A ben vedere, però, nell’articolato testo Finelli si è interrogato su una prospettiva che rivendica la necessità di usare categorie come «sistemi: e a trattare della privatezza dell’esistenziale e del personale in un dialogo con lo studio della sistematica economica e sociale della nostra realtà, che non è postmoderna quanto invece ipermoderna». Categorie essenziali all’analisi delle «differenze reali» che attraversano e strutturano «il totalitarismo dell’universale capitalistico», (il manifesto, 9 marzo).

Se leggiamo la stampa mainstream, quella autorevole con le sue autorevoli firme, per comprendere il rapporto tra la «sinistra» e i meccanismi di mutamento nel lungo periodo ci troviamo di fronte un evidente paradosso. I giornalisti, che per mestiere dovrebbero essere del tutto calati nelle cose, costruiscono argomentazioni proprio dalle «cose» sostanzialmente avulse, mentre il professore, teorico per mestiere, ha dato prova di particolare concretezza analitica. Non c’è niente di casuale, però, in questo paradosso.

La capacità di concretezza, e dunque la capacità di porre domande alle «cose» in una logica davvero esplicativa, è direttamente proporzionale ad ampiezza e spessore dello sguardo analitico. Le grandi firme della stampa si trovano, per scelta e per convinzione, esattamente nella condizione del corrispondente di guerra embedded di cui abbiamo fatto vasta esperienza nelle molteplici campagne di esportazione della democrazia che hanno caratterizzato questo inizio di XXI secolo. Come quelli erano incapsulati nella macchina da guerra che determinava i loro spazi di movimento, la loro visuale, così gli autorevoli sono integrati, incorporati, del tutto immersi nell’orizzonte ben delimitato dalle ragioni e dalle logiche dell’accumulazione in atto. Non vedono, non possono vedere, panorami analitici ispirati a logiche diverse e fuori da quei limiti. Non vedono, e non possono vedere, un vastissimo mondo di sofferenza che certamente, oggi, in generale, si esprime nelle varie forme del caos, ma che è passibile anche di trovare forme diverse.

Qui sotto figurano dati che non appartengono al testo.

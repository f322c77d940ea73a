//! Offline enumerator that precomputes solutions for every reachable
//! (device modes, on/off bits, target) combination and appends the
//! slow-to-find ones to `cache.bin`. Ported from `cache.py`'s
//! `__main__` block.
//!
//! This is a brute-force sweep over the whole state space and is
//! expected to run for hours. Run it once, commit the resulting
//! `cache.bin`, and the CLI's `--use-cache` flag picks it up.

use std::collections::HashSet;
use std::path::PathBuf;
use std::time::Instant;

use overlap_solver::cache::{append_records, encode_solution, encode_state_combination, seed_candidates, target_states, CACHE_SLOWER_THAN_MS};
use overlap_solver::catalog::{Command, BACKLED_MODES, FRONTLED_MODES, POTLED_MODES};
use overlap_solver::solver::solve_internal;
use overlap_solver::state::State;
use overlap_solver::transition::is_solution;

const ON_OFF: [&str; 2] = ["off", "on"];

fn main() {
    pretty_env_logger::init();

    let cache_path = std::env::args().nth(1).map(PathBuf::from).unwrap_or_else(|| PathBuf::from("cache.bin"));

    let mut cached_amount: u64 = 0;

    for &backled_mode in BACKLED_MODES {
        for &frontled_mode in FRONTLED_MODES {
            let mut lines: Vec<(u32, u32)> = Vec::new();

            for &potled_mode in POTLED_MODES {
                let potled_start = Instant::now();

                for &target_state in target_states() {
                    if target_state == backled_mode || target_state == frontled_mode || target_state == potled_mode {
                        continue;
                    }

                    let mut known_solutions: HashSet<Vec<Command>> =
                        seed_candidates(target_state).into_iter().collect();

                    for backled_status in ON_OFF {
                        for frontled_status in ON_OFF {
                            for potled_status in ON_OFF {
                                let backled_on_alias = format!("backled {backled_status}");
                                let frontled_on_alias = format!("frontled {frontled_status}");
                                let potled_on_alias = format!("potled {potled_status}");
                                let initial_states = [
                                    backled_mode,
                                    frontled_mode,
                                    potled_mode,
                                    backled_on_alias.as_str(),
                                    frontled_on_alias.as_str(),
                                    potled_on_alias.as_str(),
                                ];
                                let decoded_initial = State::new().read(&initial_states);
                                if !decoded_initial.is_setting_effective(target_state) {
                                    continue;
                                }
                                let decoded_desired = decoded_initial.read(&[target_state]);

                                let mut solution = known_solutions
                                    .iter()
                                    .find(|candidate| is_solution(candidate.as_slice(), &decoded_initial, &decoded_desired))
                                    .cloned();

                                if solution.is_none() {
                                    let started = Instant::now();
                                    let found = solve_internal(&decoded_initial, &decoded_desired)
                                        .expect("every reachable combination must be solvable");
                                    if started.elapsed().as_millis() > CACHE_SLOWER_THAN_MS {
                                        cached_amount += 1;
                                        let target_index =
                                            target_states().iter().position(|&s| s == target_state).unwrap() as u64;
                                        let combo = encode_state_combination(&decoded_initial, target_index) as u32;
                                        let encoded = encode_solution(&found) as u32;
                                        lines.push((combo, encoded));
                                    }
                                    solution = Some(found);
                                }

                                known_solutions.insert(solution.expect("checked above"));
                            }
                        }
                    }
                }

                log::info!(
                    "all states handled for {backled_mode}, {frontled_mode}, {potled_mode} in {:?} (to be cached so far: {cached_amount})",
                    potled_start.elapsed()
                );
            }

            lines.sort_unstable_by_key(|&(index, _)| index);
            append_records(&cache_path, &lines).expect("cache file must be writable");
        }
    }
}
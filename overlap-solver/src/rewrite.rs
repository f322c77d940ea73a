//! Rewrites an ambiguous caller-facing target into the concrete alias
//! the rest of the solver understands, using the initial state as
//! context. The remote has one physical PLAY/PAUSE button and one set
//! of RGB-nudge buttons shared across all six DIY slots; the caller
//! names the effect they want ("frontled playpause", "frontled rup")
//! and this picks the alias that is actually reachable from here.

use crate::catalog::{BACKLED_COLOR_MODE_COUNT, BACKLED_MODES, POTLED_COLOR_MODE_COUNT, POTLED_MODES};

pub fn convert_target_state(target_state: &str, initial_states: &[&str]) -> String {
    if target_state == "frontled playpause" {
        return if initial_states.contains(&"frontled paused") {
            "frontled unpaused".to_string()
        } else {
            "frontled paused".to_string()
        };
    }

    for axis in ["rup", "rdown", "gup", "gdown", "bup", "bdown"] {
        if target_state == format!("frontled {axis}") {
            for diy in 1..=6 {
                let slot = format!("frontled diy{diy}");
                if initial_states.contains(&slot.as_str()) {
                    return format!("frontled diy{diy} {axis}");
                }
            }
        }
    }

    if target_state == "backled dim" {
        for &state in initial_states {
            if let Some(i) = BACKLED_MODES.iter().position(|&m| m == state) {
                if i >= BACKLED_COLOR_MODE_COUNT {
                    return "backled slow".to_string();
                }
            }
        }
    } else if target_state == "backled bright" {
        for &state in initial_states {
            if let Some(i) = BACKLED_MODES.iter().position(|&m| m == state) {
                if i >= BACKLED_COLOR_MODE_COUNT {
                    return "backled quick".to_string();
                }
            }
        }
    } else if target_state == "potled dim" {
        for &state in initial_states {
            if let Some(i) = POTLED_MODES.iter().position(|&m| m == state) {
                if i >= POTLED_COLOR_MODE_COUNT {
                    return "potled slow".to_string();
                }
            }
        }
    } else if target_state == "potled bright" {
        for &state in initial_states {
            if let Some(i) = POTLED_MODES.iter().position(|&m| m == state) {
                if i >= POTLED_COLOR_MODE_COUNT {
                    return "potled quick".to_string();
                }
            }
        }
    }

    target_state.to_string()
}

#[cfg(test)]
mod tests {
    use super::*;

    #[test]
    fn playpause_toggles_based_on_initial_pause_state() {
        assert_eq!(
            convert_target_state("frontled playpause", &["frontled paused"]),
            "frontled unpaused"
        );
        assert_eq!(convert_target_state("frontled playpause", &[]), "frontled paused");
    }

    #[test]
    fn rup_binds_to_the_active_diy_slot() {
        assert_eq!(
            convert_target_state("frontled rup", &["frontled diy3"]),
            "frontled diy3 rup"
        );
    }

    #[test]
    fn dim_on_an_effect_mode_becomes_slow() {
        assert_eq!(convert_target_state("backled dim", &["backled smooth"]), "backled slow");
        assert_eq!(convert_target_state("backled dim", &["backled r"]), "backled dim");
    }

    #[test]
    fn unrelated_targets_pass_through_unchanged() {
        assert_eq!(convert_target_state("frontled r", &["frontled g"]), "frontled r");
    }
}
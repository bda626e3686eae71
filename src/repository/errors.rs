use diesel::r2d2::{Error as R2D2Error, PoolError};
use diesel::result::{DatabaseErrorKind, Error as DieselError};
use thiserror::Error;

#[derive(Debug, Error)]
pub enum RepositoryError {
    #[error("Entity not found")]
    NotFound,

    #[error("Database error: {0}")]
    DatabaseError(String),

    #[error("Connection error: {0}")]
    ConnectionError(String),

    #[error("Constraint violation: {0}")]
    ConstraintViolation(String),

    #[error("Serialization error: {0}")]
    SerializationError(String),

    #[error("Unexpected error: {0}")]
    Unexpected(String),
}

pub type RepositoryResult<T> = Result<T, RepositoryError>;

impl From<DieselError> for RepositoryError {
    fn from(err: DieselError) -> Self {
        match err {
            DieselError::NotFound => RepositoryError::NotFound,

            DieselError::DatabaseError(kind, info) => {
                let message = info.message().to_string();
                match kind {
                    DatabaseErrorKind::UniqueViolation => RepositoryError::ConstraintViolation(
                        format!("Unique constraint violation: {message}"),
                    ),
                    DatabaseErrorKind::NotNullViolation => RepositoryError::ConstraintViolation(
                        format!("Not null constraint violation: {message}"),
                    ),
                    DatabaseErrorKind::CheckViolation => RepositoryError::ConstraintViolation(
                        format!("Check constraint violation: {message}"),
                    ),
                    _ => RepositoryError::DatabaseError(message),
                }
            }

            DieselError::SerializationError(e) => {
                RepositoryError::SerializationError(format!("Serialization error: {e}"))
            }

            DieselError::DeserializationError(e) => {
                RepositoryError::SerializationError(format!("Deserialization error: {e}"))
            }

            DieselError::RollbackTransaction => {
                RepositoryError::DatabaseError("Transaction rollback".to_string())
            }

            _ => RepositoryError::Unexpected(format!("Unexpected diesel error: {err}")),
        }
    }
}

impl From<R2D2Error> for RepositoryError {
    fn from(err: R2D2Error) -> Self {
        RepositoryError::ConnectionError(format!("Connection error: {err}"))
    }
}

impl From<PoolError> for RepositoryError {
    fn from(err: PoolError) -> Self {
        RepositoryError::ConnectionError(format!("Connection error: {err}"))
    }
}

impl From<serde_json::Error> for RepositoryError {
    fn from(err: serde_json::Error) -> Self {
        RepositoryError::SerializationError(err.to_string())
    }
}
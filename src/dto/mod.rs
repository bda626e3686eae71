//! DTO modules that shape service data for display.

pub mod dashboard;
pub mod plans;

E allora le parole, il linguaggio, le narrazioni si fanno «leggere», non nel senso calviniano naturalmente, ma nel senso dell’irrilevanza di significato, e diventano un contributo non secondario a quei meccanismi di manipolazione che sono sintomi evidenti di degrado della democrazia. La «sinistra» ch’essi continuamente evocano deve essere la risultante di un pensiero moderno, europeo, occidentale.

Ovviamente ognuno dei termini di riferimento (modernità, Europa, occidente) è al centro, e non certo da oggi, di una vastissima letteratura critica. Invece tale terminologia è usata alla stregua di un’invocazione rituale del tutto ovvia, quasi fosse di per sé evidente; in maniera tanto ripetitiva quanto priva di qualsivoglia concretezza. O meglio, l’espressione, continuamente ripetuta, non è altro che la forma manipolatoria di superficie della convinzione profonda in cui le autorevoli firme stanno comodamente incorporate: la sinistra moderna, europea, occidentale è quella che non ha elementi contraddittori con le logiche della fase di accumulazione in corso. Esattamente la sinistra che c’è, e che non a caso usa le stesse parole. Non usa invece le parole che derivano da un altro modo di pensare la modernità: quello per cui la storia della modernità coincide con la storia del capitalismo moderno. Pensare la modernità, dunque, è pensare fasi e forme del capitalismo e le parole che ne derivano rimandano tutte ad una dinamica conflittuale.

«Privo di questi vocaboli come può il linguaggio rendere conto della storia che ne è piena, e che continua a trasportarli, muti?» (Forrester, 1997)

Le difficoltà del processo di formazione di un nuovo soggetto politico di sinistra sono, al fondo, legate al fatto che componenti non marginali dello stesso vengono da lunghe esperienze nelle quali la politica che si sono trovati a praticare non aveva nessun rapporto con l’universo delle teorie critiche e con le parole che ne derivano. E di queste parole non può fare a meno nessun «nuovo soggetto politico» di sinistra. Senza queste parole anch’esso resterebbe muto.